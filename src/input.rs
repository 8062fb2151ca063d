use ratatui::crossterm::event::{KeyCode, KeyEvent, KeyModifiers};

use crate::app::{App, AppMode};
use crate::form::TextInput;

// --- Helpers ---

/// Apply an editing key to a text field. Returns true when the value changed.
fn edit_text(input: &mut TextInput, key: &KeyEvent) -> bool {
  match key.code {
    KeyCode::Char(c) => {
      input.insert(c);
      true
    }
    KeyCode::Backspace => input.backspace(),
    KeyCode::Delete => input.delete(),
    KeyCode::Left => {
      input.left();
      false
    }
    KeyCode::Right => {
      input.right();
      false
    }
    KeyCode::Home => {
      input.home();
      false
    }
    KeyCode::End => {
      input.end();
      false
    }
    _ => false,
  }
}

// --- Event Handling ---

pub fn handle_key_event(app: &mut App, key: KeyEvent) {
  if key.modifiers.contains(KeyModifiers::CONTROL) && key.code == KeyCode::Char('c') {
    app.should_quit = true;
    return;
  }

  if key.modifiers.contains(KeyModifiers::CONTROL) && key.code == KeyCode::Char('t') {
    app.next_theme();
    return;
  }

  match app.mode {
    AppMode::Browse => handle_browse_key(app, key),
    AppMode::Search => handle_search_key(app, key),
    AppMode::Form => handle_form_key(app, key),
    AppMode::Prompt => handle_prompt_key(app, key),
    AppMode::Alert => handle_alert_key(app, key),
  }
}

fn handle_browse_key(app: &mut App, key: KeyEvent) {
  app.clear_error();
  match key.code {
    KeyCode::Char('q') => {
      app.should_quit = true;
    }
    KeyCode::Esc => {
      if app.viewer_in_view {
        app.viewer_in_view = false;
      } else if !app.search.is_empty() {
        app.clear_search();
      } else {
        app.should_quit = true;
      }
    }
    KeyCode::Left | KeyCode::Char('h') => app.step_category(-1),
    KeyCode::Right | KeyCode::Char('l') => app.step_category(1),
    KeyCode::Down | KeyCode::Char('j') => app.move_highlight(1),
    KeyCode::Up | KeyCode::Char('k') => app.move_highlight(-1),
    KeyCode::Enter => app.select_highlighted(),
    KeyCode::Char('/') => app.begin_search(),
    KeyCode::Char('a') => app.open_form(),
    KeyCode::Char('c') => app.open_category_prompt(),
    KeyCode::Char('y') => app.copy_link(),
    KeyCode::Char('o') => app.open_link(),
    KeyCode::Char('v') => app.toggle_viewer(),
    _ => {}
  }
}

fn handle_search_key(app: &mut App, key: KeyEvent) {
  match key.code {
    KeyCode::Enter => {
      app.mode = AppMode::Browse;
    }
    KeyCode::Esc => {
      app.clear_search();
      app.mode = AppMode::Browse;
    }
    KeyCode::Down => app.move_highlight(1),
    KeyCode::Up => app.move_highlight(-1),
    _ => {
      if edit_text(&mut app.search, &key) {
        app.search_changed();
      }
    }
  }
}

fn handle_form_key(app: &mut App, key: KeyEvent) {
  if key.modifiers.contains(KeyModifiers::CONTROL) && key.code == KeyCode::Char('n') {
    app.open_category_prompt();
    return;
  }

  match key.code {
    KeyCode::Esc => app.close_form(),
    KeyCode::Enter => app.submit_form(),
    KeyCode::Tab | KeyCode::Down => app.form.next_field(),
    KeyCode::BackTab | KeyCode::Up => app.form.prev_field(),
    KeyCode::Left if app.form.focus().is_selector() => {
      app.form.cycle(-1, app.view.categories.options.len());
    }
    KeyCode::Right | KeyCode::Char(' ') if app.form.focus().is_selector() => {
      app.form.cycle(1, app.view.categories.options.len());
    }
    _ => {
      if let Some(input) = app.form.focused_input() {
        edit_text(input, &key);
      }
    }
  }
}

fn handle_prompt_key(app: &mut App, key: KeyEvent) {
  match key.code {
    KeyCode::Enter => app.submit_prompt(),
    KeyCode::Esc => app.cancel_prompt(),
    _ => {
      edit_text(&mut app.prompt, &key);
    }
  }
}

fn handle_alert_key(app: &mut App, key: KeyEvent) {
  if matches!(key.code, KeyCode::Enter | KeyCode::Esc | KeyCode::Char(' ')) {
    app.dismiss_alert();
  }
}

********

Reproduce only the lines above, starting at the line with "app.open_category_prompt();" and ending at the line with "KeyCode::Right | KeyCode::Char(' ')", exactly as written.

    app.open_category_prompt();
    return;
  }

  match key.code {
    KeyCode::Esc => app.close_form(),
    KeyCode::Enter => app.submit_form(),
    KeyCode::Tab | KeyCode::Down => app.form.next_field(),
    KeyCode::BackTab | KeyCode::Up => app.form.prev_field(),
    KeyCode::Left if app.form.focus().is_selector() => {
      app.form.cycle(-1, app.view.categories.options.len());
    }
    KeyCode::Right | KeyCode::Char(' ') if app.form.focus().is_selector() => {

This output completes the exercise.